(Stored data entries)
● ● ● ●
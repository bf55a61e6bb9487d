// src/pipeline/plate_log.rs
//
// Bounded audit log of recognized plates. Newest first; the oldest entry is
// dropped once capacity is reached. Never read back by the monitor itself.

use crate::types::PlateEvent;
use std::collections::VecDeque;
use std::sync::{Mutex, PoisonError};
use tracing::debug;

pub struct PlateEventLog {
    events: Mutex<VecDeque<PlateEvent>>,
    capacity: usize,
}

impl PlateEventLog {
    pub fn new(capacity: usize) -> Self {
        Self {
            events: Mutex::new(VecDeque::with_capacity(capacity)),
            capacity,
        }
    }

    pub fn push(&self, event: PlateEvent) {
        if self.capacity == 0 {
            return;
        }
        let mut events = self.events.lock().unwrap_or_else(PoisonError::into_inner);
        if events.len() >= self.capacity {
            if let Some(dropped) = events.pop_back() {
                debug!("Plate log full, dropping event for {}", dropped.spot);
            }
        }
        events.push_front(event);
    }

    /// Copy of the log, newest first.
    pub fn recent(&self) -> Vec<PlateEvent> {
        self.events
            .lock()
            .unwrap_or_else(PoisonError::into_inner)
            .iter()
            .cloned()
            .collect()
    }

    #[cfg(test)]
    pub fn len(&self) -> usize {
        self.events.lock().unwrap_or_else(PoisonError::into_inner).len()
    }
}

#[cfg(test)]
mod tests {
    use super::*;
    use chrono::Utc;

    fn event(plate: &str) -> PlateEvent {
        PlateEvent {
            spot: "A1".to_string(),
            plate: plate.to_string(),
            ocr_conf: Some(0.9),
            det_conf: None,
            timestamp: Utc::now(),
            reserved: true,
            violation: false,
            authorized: vec![],
            reservation: None,
        }
    }

    #[test]
    fn test_newest_first_and_bounded() {
        let log = PlateEventLog::new(3);
        for plate in ["P1", "P2", "P3", "P4"] {
            log.push(event(plate));
        }
        let plates: Vec<String> = log.recent().into_iter().map(|e| e.plate).collect();
        assert_eq!(plates, vec!["P4", "P3", "P2"]);
        assert_eq!(log.len(), 3);
    }
}
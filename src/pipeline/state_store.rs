// src/pipeline/state_store.rs
//
// The latest state of every spot. Replaced wholesale once per classification
// cycle, patched per spot by recognition results. Readers get a copy.

use crate::types::{Snapshot, SpotRuntimeState};
use std::sync::{Mutex, PoisonError};

#[derive(Default)]
pub struct SpotStateStore {
    state: Mutex<Snapshot>,
}

impl SpotStateStore {
    pub fn new() -> Self {
        Self::default()
    }

    pub fn replace(&self, snapshot: Snapshot) {
        *self.state.lock().unwrap_or_else(PoisonError::into_inner) = snapshot;
    }

    /// Apply `f` to one spot and return the resulting full snapshot, or None
    /// if the spot is not present.
    pub fn patch<F>(&self, spot: &str, f: F) -> Option<Snapshot>
    where
        F: FnOnce(&mut SpotRuntimeState),
    {
        let mut state = self.state.lock().unwrap_or_else(PoisonError::into_inner);
        let entry = state.get_mut(spot)?;
        f(entry);
        Some(state.clone())
    }

    pub fn snapshot(&self) -> Snapshot {
        self.state
            .lock()
            .unwrap_or_else(PoisonError::into_inner)
            .clone()
    }

    pub fn get(&self, spot: &str) -> Option<SpotRuntimeState> {
        self.state
            .lock()
            .unwrap_or_else(PoisonError::into_inner)
            .get(spot)
            .cloned()
    }
}
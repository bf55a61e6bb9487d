// src/recognition.rs
//
// Out-of-band plate recognition. At most one job per spot is in flight; the
// pending set tracks which spots have one. Results come back on a channel
// that the processing loop drains between frames.

use crate::interface::Recognizer;
use crate::pipeline::MonitorMetrics;
use crate::preprocessing::SpotCrop;
use crate::types::PlateReading;
use chrono::{DateTime, Utc};
use crossbeam_channel::{bounded, unbounded, Receiver, Sender, TrySendError};
use std::collections::HashSet;
use std::panic::{catch_unwind, AssertUnwindSafe};
use std::sync::{Arc, Mutex, PoisonError};
use std::thread::JoinHandle;
use tracing::{debug, info, warn};

/// Spots with a recognition job in flight.
#[derive(Default)]
pub struct PendingSet {
    spots: Mutex<HashSet<String>>,
}

impl PendingSet {
    /// False if the spot already had a job.
    pub fn try_insert(&self, spot: &str) -> bool {
        self.spots
            .lock()
            .unwrap_or_else(PoisonError::into_inner)
            .insert(spot.to_string())
    }

    pub fn remove(&self, spot: &str) -> bool {
        self.spots
            .lock()
            .unwrap_or_else(PoisonError::into_inner)
            .remove(spot)
    }

    #[cfg(test)]
    pub fn contains(&self, spot: &str) -> bool {
        self.spots
            .lock()
            .unwrap_or_else(PoisonError::into_inner)
            .contains(spot)
    }

    pub fn len(&self) -> usize {
        self.spots.lock().unwrap_or_else(PoisonError::into_inner).len()
    }
}

/// Releases the spot when the job ends, whichever way it ends.
struct PendingGuard<'a> {
    pending: &'a PendingSet,
    spot: &'a str,
}

impl Drop for PendingGuard<'_> {
    fn drop(&mut self) {
        self.pending.remove(self.spot);
    }
}

struct RecognitionJob {
    spot: String,
    generation: u64,
    crop: SpotCrop,
}

#[derive(Debug, Clone, PartialEq)]
pub enum RecognitionOutcome {
    Plate(PlateReading),
    Empty,
    Failed(String),
}

#[derive(Debug, Clone)]
pub struct RecognitionCompletion {
    pub spot: String,
    /// Occupancy generation the crop was taken in.
    pub generation: u64,
    pub outcome: RecognitionOutcome,
    pub finished_at: DateTime<Utc>,
}

pub struct RecognitionDispatcher {
    jobs: Option<Sender<RecognitionJob>>,
    completions: Receiver<RecognitionCompletion>,
    pending: Arc<PendingSet>,
    workers: Vec<JoinHandle<()>>,
    metrics: MonitorMetrics,
}

impl RecognitionDispatcher {
    /// `queue_capacity` bounds jobs waiting for a free worker.
    pub fn new(
        recognizer: Arc<dyn Recognizer>,
        num_workers: usize,
        queue_capacity: usize,
        metrics: MonitorMetrics,
    ) -> Self {
        let (job_tx, job_rx) = bounded::<RecognitionJob>(queue_capacity.max(1));
        let (done_tx, done_rx) = unbounded::<RecognitionCompletion>();
        let pending = Arc::new(PendingSet::default());

        let mut workers = Vec::with_capacity(num_workers);
        for worker_id in 0..num_workers.max(1) {
            let job_rx = job_rx.clone();
            let done_tx = done_tx.clone();
            let recognizer = recognizer.clone();
            let pending = pending.clone();

            let spawned = std::thread::Builder::new()
                .name(format!("recognition-{}", worker_id))
                .spawn(move || {
                    debug!("Recognition worker {} started", worker_id);
                    while let Ok(job) = job_rx.recv() {
                        let completion = run_job(recognizer.as_ref(), &pending, job);
                        if done_tx.send(completion).is_err() {
                            break;
                        }
                    }
                    debug!("Recognition worker {} shutting down", worker_id);
                });

            match spawned {
                Ok(handle) => workers.push(handle),
                Err(e) => warn!("Failed to spawn recognition worker {}: {}", worker_id, e),
            }
        }

        info!("✓ Recognition dispatcher ready ({} worker(s))", workers.len());

        Self {
            jobs: Some(job_tx),
            completions: done_rx,
            pending,
            workers,
            metrics,
        }
    }

    /// Dispatcher that accepts nothing. Used when recognition is turned off.
    pub fn disabled(metrics: MonitorMetrics) -> Self {
        let (_done_tx, done_rx) = unbounded();
        Self {
            jobs: None,
            completions: done_rx,
            pending: Arc::new(PendingSet::default()),
            workers: Vec::new(),
            metrics,
        }
    }

    pub fn is_enabled(&self) -> bool {
        self.jobs.is_some()
    }

    /// Fire and forget. Returns whether a job was actually queued.
    pub fn schedule(&self, spot: &str, generation: u64, crop: Option<SpotCrop>) -> bool {
        let Some(jobs) = &self.jobs else {
            return false;
        };
        let Some(crop) = crop.filter(|c| !c.is_empty()) else {
            return false;
        };
        if !self.pending.try_insert(spot) {
            debug!("Recognition already pending for {}", spot);
            return false;
        }

        let job = RecognitionJob {
            spot: spot.to_string(),
            generation,
            crop,
        };
        match jobs.try_send(job) {
            Ok(()) => {
                self.metrics.inc(&self.metrics.recognitions_dispatched);
                debug!("Recognition scheduled for {}", spot);
                true
            }
            Err(TrySendError::Full(_)) => {
                self.pending.remove(spot);
                warn!("Recognition queue full, skipping {}", spot);
                false
            }
            Err(TrySendError::Disconnected(_)) => {
                self.pending.remove(spot);
                warn!("Recognition workers are gone, skipping {}", spot);
                false
            }
        }
    }

    /// Completions that arrived since the last call, without blocking.
    pub fn drain_completions(&self) -> Vec<RecognitionCompletion> {
        self.completions.try_iter().collect()
    }

    #[cfg(test)]
    pub fn wait_completion(&self, timeout: std::time::Duration) -> Option<RecognitionCompletion> {
        self.completions.recv_timeout(timeout).ok()
    }

    #[cfg(test)]
    pub fn is_pending(&self, spot: &str) -> bool {
        self.pending.contains(spot)
    }

    pub fn pending_count(&self) -> usize {
        self.pending.len()
    }

    /// Stop accepting work and wait for in-flight jobs to finish.
    pub fn shutdown(&mut self) {
        self.jobs.take();
        for (worker_id, handle) in self.workers.drain(..).enumerate() {
            if handle.join().is_err() {
                warn!("Recognition worker {} panicked", worker_id);
            }
        }
    }
}

fn run_job(recognizer: &dyn Recognizer, pending: &PendingSet, job: RecognitionJob) -> RecognitionCompletion {
    let outcome = {
        let _guard = PendingGuard {
            pending,
            spot: &job.spot,
        };
        match catch_unwind(AssertUnwindSafe(|| recognizer.recognize(&job.crop))) {
            Ok(Ok(Some(reading))) if !reading.plate.trim().is_empty() => {
                RecognitionOutcome::Plate(reading)
            }
            Ok(Ok(_)) => RecognitionOutcome::Empty,
            Ok(Err(e)) => RecognitionOutcome::Failed(format!("{:#}", e)),
            Err(_) => RecognitionOutcome::Failed("recognizer panicked".to_string()),
        }
    };

    RecognitionCompletion {
        spot: job.spot,
        generation: job.generation,
        outcome,
        finished_at: Utc::now(),
    }
}

#[cfg(test)]
mod tests {
    use super::*;
    use anyhow::{anyhow, Result};
    use std::sync::atomic::{AtomicUsize, Ordering};
    use std::time::Duration;

    /// Blocks every call until the test releases it.
    struct GatedRecognizer {
        gate: Receiver<()>,
        calls: AtomicUsize,
        mode: &'static str,
    }

    impl Recognizer for GatedRecognizer {
        fn recognize(&self, _crop: &SpotCrop) -> Result<Option<PlateReading>> {
            self.calls.fetch_add(1, Ordering::SeqCst);
            let _ = self.gate.recv_timeout(Duration::from_secs(5));
            match self.mode {
                "plate" => Ok(Some(PlateReading {
                    plate: "ABC1D23".to_string(),
                    ocr_confidence: Some(0.93),
                    detection_confidence: Some(0.88),
                })),
                "empty" => Ok(None),
                "error" => Err(anyhow!("model crashed")),
                _ => panic!("recognizer exploded"),
            }
        }
    }

    fn crop() -> Option<SpotCrop> {
        Some(SpotCrop {
            data: vec![10u8; 4 * 4 * 3],
            width: 4,
            height: 4,
        })
    }

    fn dispatcher(mode: &'static str) -> (RecognitionDispatcher, Sender<()>, Arc<GatedRecognizer>) {
        let (gate_tx, gate_rx) = unbounded();
        let recognizer = Arc::new(GatedRecognizer {
            gate: gate_rx,
            calls: AtomicUsize::new(0),
            mode,
        });
        let d = RecognitionDispatcher::new(recognizer.clone(), 2, 8, MonitorMetrics::new());
        (d, gate_tx, recognizer)
    }

    #[test]
    fn test_duplicate_schedule_runs_one_job() {
        let (mut d, gate, recognizer) = dispatcher("plate");

        assert!(d.schedule("A1", 0, crop()));
        assert!(!d.schedule("A1", 0, crop()));
        assert!(d.is_pending("A1"));

        gate.send(()).unwrap();
        let done = d.wait_completion(Duration::from_secs(5)).unwrap();
        assert_eq!(done.spot, "A1");
        assert!(matches!(done.outcome, RecognitionOutcome::Plate(ref r) if r.plate == "ABC1D23"));
        assert!(!d.is_pending("A1"));
        assert_eq!(recognizer.calls.load(Ordering::SeqCst), 1);

        // a new job is accepted once the previous one completed
        assert!(d.schedule("A1", 3, crop()));
        gate.send(()).unwrap();
        assert_eq!(d.wait_completion(Duration::from_secs(5)).unwrap().generation, 3);
        d.shutdown();
        assert_eq!(recognizer.calls.load(Ordering::SeqCst), 2);
    }

    #[test]
    fn test_failures_release_pending() {
        for mode in ["empty", "error", "panic"] {
            let (mut d, gate, _) = dispatcher(mode);
            assert!(d.schedule("B2", 0, crop()));
            gate.send(()).unwrap();
            let done = d.wait_completion(Duration::from_secs(5)).unwrap();
            match mode {
                "empty" => assert_eq!(done.outcome, RecognitionOutcome::Empty),
                _ => assert!(matches!(done.outcome, RecognitionOutcome::Failed(_))),
            }
            assert_eq!(d.pending_count(), 0);
            d.shutdown();
        }
    }

    #[test]
    fn test_noop_cases() {
        let d = RecognitionDispatcher::disabled(MonitorMetrics::new());
        assert!(!d.is_enabled());
        assert!(!d.schedule("A1", 0, crop()));

        let (mut d, _gate, recognizer) = dispatcher("plate");
        assert!(!d.schedule("A1", 0, None));
        assert!(!d.schedule(
            "A1",
            0,
            Some(SpotCrop {
                data: vec![],
                width: 0,
                height: 0
            })
        ));
        assert_eq!(d.pending_count(), 0);
        drop(_gate);
        d.shutdown();
        assert_eq!(recognizer.calls.load(Ordering::SeqCst), 0);
    }
}
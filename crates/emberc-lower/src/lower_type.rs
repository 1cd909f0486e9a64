//! Type-expression lowering (§4.3 "Type-expression lowering").

use emberc_lex::TokenKind;
use emberc_parse::{Construct, ParseTree};

use crate::ast::{RecordKey, TypeExpression};
use crate::{LowerError, LowerResult, Lowerer};

impl<'a> Lowerer<'a> {
    pub(crate) fn lower_type_expression(&self, tree: &ParseTree) -> LowerResult<TypeExpression> {
        match tree {
            ParseTree::Leaf(token) if token.kind == TokenKind::Keyword && token.lexeme.as_str() == "let" => {
                Ok(TypeExpression::InferredType)
            }
            ParseTree::Leaf(token) if token.kind == TokenKind::Identifier => {
                Ok(TypeExpression::TypeId(token.lexeme))
            }
            ParseTree::Leaf(token) => Err(self.mismatch(
                "a type expression",
                &format!("{:?} `{}`", token.kind, token.lexeme.as_str()),
                token.extents,
            )),
            ParseTree::Branch { construct, children, extents } => match construct {
                Construct::PointerType => {
                    let pointee = match children.first() {
                        Some(child) => self.lower_type_expression(child)?,
                        None => TypeExpression::InferredType,
                    };
                    Ok(TypeExpression::PointerType(Box::new(pointee)))
                }
                Construct::TypeRecord => {
                    let items = children
                        .iter()
                        .map(|child| self.lower_type_record_item(child))
                        .collect::<Result<Vec<_>, LowerError>>()?;
                    Ok(TypeExpression::RecordType(items))
                }
                other => Err(self.mismatch("a type expression", &format!("{other:?}"), *extents)),
            },
        }
    }

    fn lower_type_record_item(&self, tree: &ParseTree) -> LowerResult<(RecordKey, TypeExpression)> {
        match tree.construct() {
            Some(Construct::TypeRecordItem) => {
                let (_, children) = tree.as_branch().expect("just matched a branch construct");
                if children.len() != 2 {
                    return Err(self.arity_mismatch("TypeRecordItem", 2, children.len(), tree.extents()));
                }
                let key = self.lower_record_key(&children[0])?;
                let type_expr = self.lower_type_expression(&children[1])?;
                Ok((key, type_expr))
            }
            _ => {
                let type_expr = self.lower_type_expression(tree)?;
                Ok((RecordKey::EmptyRecordKey, type_expr))
            }
        }
    }
}
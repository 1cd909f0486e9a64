//! Expression parsing (§4.2 "Expressions").

use emberc_lex::TokenKind;

use crate::pattern::is_literal_kind;
use crate::tree::{Construct, ParseTree};
use crate::{ParseResult, Parser, ParserError};

impl<'a> Parser<'a> {
    /// An expression head, optionally followed by a `:` type tag.
    pub(crate) fn parse_expression(&mut self) -> ParseResult<ParseTree> {
        let base = self.parse_expression_head()?;

        if self.peek_kind(TokenKind::Colon) {
            let colon = self.select_kind(TokenKind::Colon).expect("just peeked");
            let type_expr = self.parse_type_expression()?;
            let extents = base
                .extents()
                .merge(colon.extents)
                .merge(type_expr.extents());
            return Ok(ParseTree::Branch {
                construct: Construct::TypeTag,
                children: vec![base, type_expr],
                extents,
            });
        }

        Ok(base)
    }

    fn parse_expression_head(&mut self) -> ParseResult<ParseTree> {
        if self.peek_lexeme(TokenKind::Parenthesis, "(") {
            return self.parse_record_expression();
        }
        if self.peek_lexeme(TokenKind::Keyword, "if") {
            return self.parse_conditional();
        }
        if self.peek_lexeme(TokenKind::Keyword, "map") {
            return self.parse_map();
        }
        if self.peek_kind(TokenKind::Identifier) || self.peek_where(|t| is_literal_kind(t.kind)) {
            return self.parse_identifier_or_literal_head();
        }
        Err(ParserError::UnexpectedToken {
            expected: "an expression".into(),
            span: self.current_span(),
        })
    }

    fn parse_identifier_or_literal_head(&mut self) -> ParseResult<ParseTree> {
        let mark = self.index;
        let head = self
            .select_where(|t| t.kind == TokenKind::Identifier || is_literal_kind(t.kind))
            .expect("caller already confirmed a matching head");
        let is_identifier = head.kind == TokenKind::Identifier;

        if is_identifier && self.peek_lexeme(TokenKind::Parenthesis, "(") {
            let argument = self.parse_record_expression()?;
            let head_leaf = ParseTree::leaf(head);
            let extents = head_leaf.extents().merge(argument.extents());
            return Ok(ParseTree::Branch {
                construct: Construct::ProcedureCall,
                children: vec![head_leaf, argument],
                extents,
            });
        }

        if !is_identifier && !self.peek_lexeme(TokenKind::Dot, ".") {
            return Ok(ParseTree::leaf(head));
        }

        if is_identifier && !self.peek_lexeme(TokenKind::Dot, ".") {
            return Ok(ParseTree::leaf(head));
        }

        self.index = mark;
        self.parse_qualified_identifier()
    }

    /// A dot-separated chain of identifier/literal keys, left-leaning.
    /// A single component degrades to a bare leaf.
    fn parse_qualified_identifier(&mut self) -> ParseResult<ParseTree> {
        let first = self
            .select_where(|t| t.kind == TokenKind::Identifier || is_literal_kind(t.kind))
            .ok_or_else(|| ParserError::UnexpectedToken {
                expected: "an identifier or literal".into(),
                span: self.current_span(),
            })?;
        let mut accumulated = ParseTree::leaf(first);

        while self.peek_lexeme(TokenKind::Dot, ".") {
            let dot = self.select_lexeme(TokenKind::Dot, ".").expect("just peeked");
            let key = self
                .select_where(|t| t.kind == TokenKind::Identifier || is_literal_kind(t.kind))
                .ok_or_else(|| ParserError::UnexpectedToken {
                    expected: "an identifier or literal key".into(),
                    span: self.current_span(),
                })?;
            let key_leaf = ParseTree::leaf(key);
            let extents = accumulated
                .extents()
                .merge(dot.extents)
                .merge(key_leaf.extents());
            accumulated = ParseTree::Branch {
                construct: Construct::QualifiedIdentifier,
                children: vec![accumulated, key_leaf],
                extents,
            };
        }

        Ok(accumulated)
    }

    /// Record expressions mirror record-pattern parsing with `Expression`
    /// substituted for `Pattern` (§9 open question 1).
    fn parse_record_expression(&mut self) -> ParseResult<ParseTree> {
        let open = self.expect_lexeme(TokenKind::Parenthesis, "(")?;
        let mut items = Vec::new();

        while !self.peek_lexeme(TokenKind::Parenthesis, ")") {
            items.push(self.parse_record_expression_item()?);
            if self.peek_lexeme(TokenKind::Comma, ",") {
                self.select_lexeme(TokenKind::Comma, ",");
            } else {
                break;
            }
        }

        let close = self.expect_lexeme(TokenKind::Parenthesis, ")")?;
        Ok(ParseTree::Branch {
            construct: Construct::RecordExpression,
            children: items,
            extents: open.extents.merge(close.extents),
        })
    }

    fn parse_record_expression_item(&mut self) -> ParseResult<ParseTree> {
        if self.peek_kind(TokenKind::Identifier) || self.peek_where(|t| is_literal_kind(t.kind)) {
            let mark = self.index;
            let head = self
                .select_where(|t| t.kind == TokenKind::Identifier || is_literal_kind(t.kind))
                .expect("just peeked");

            if self.peek_lexeme(TokenKind::EqualSign, "=") {
                self.select_lexeme(TokenKind::EqualSign, "=");
                let value = self.parse_expression()?;
                let head_leaf = ParseTree::leaf(head);
                let extents = head_leaf.extents().merge(value.extents());
                return Ok(ParseTree::Branch {
                    construct: Construct::RecordExpressionItem,
                    children: vec![head_leaf, value],
                    extents,
                });
            }

            self.index = mark;
        }

        self.parse_expression()
    }

    fn parse_conditional(&mut self) -> ParseResult<ParseTree> {
        let start = self.expect_lexeme(TokenKind::Keyword, "if")?;
        let condition = self.parse_expression()?;
        let consequent = self.parse_block_or_expression()?;
        self.expect_lexeme(TokenKind::Keyword, "else")?;
        let alternative = self.parse_block_or_terminal_expression()?;
        let extents = start
            .extents
            .merge(condition.extents())
            .merge(consequent.extents())
            .merge(alternative.extents());
        Ok(ParseTree::Branch {
            construct: Construct::Conditional,
            children: vec![condition, consequent, alternative],
            extents,
        })
    }

    fn parse_map(&mut self) -> ParseResult<ParseTree> {
        let start = self.expect_lexeme(TokenKind::Keyword, "map")?;
        let binding = self.parse_pattern()?;
        self.expect_lexeme(TokenKind::Keyword, "over")?;
        let collection = self.parse_expression()?;
        let transformation = self.parse_body()?;
        let extents = start
            .extents
            .merge(binding.extents())
            .merge(collection.extents())
            .merge(transformation.extents());
        Ok(ParseTree::Branch {
            construct: Construct::Map,
            children: vec![binding, collection, transformation],
            extents,
        })
    }

    fn parse_block_or_expression(&mut self) -> ParseResult<ParseTree> {
        if self.peek_lexeme(TokenKind::CurlyBracket, "{") {
            self.parse_block()
        } else {
            self.parse_expression()
        }
    }

    /// A terminal alternative: a block needs no trailing `;`, a bare
    /// expression does.
    fn parse_block_or_terminal_expression(&mut self) -> ParseResult<ParseTree> {
        if self.peek_lexeme(TokenKind::CurlyBracket, "{") {
            self.parse_block()
        } else {
            let expr = self.parse_expression()?;
            let semicolon = self.expect_lexeme(TokenKind::Semicolon, ";")?;
            let extents = expr.extents().merge(semicolon.extents);
            Ok(expr.with_extents(extents))
        }
    }
}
● ● ● ●
→ **Prompt**:
Each line that holds the string "pointee" is to be copied from the entries above.

→ **Task response**:
                    let pointee = match children.first() {
                    Ok(TypeExpression::PointerType(Box::new(pointee)))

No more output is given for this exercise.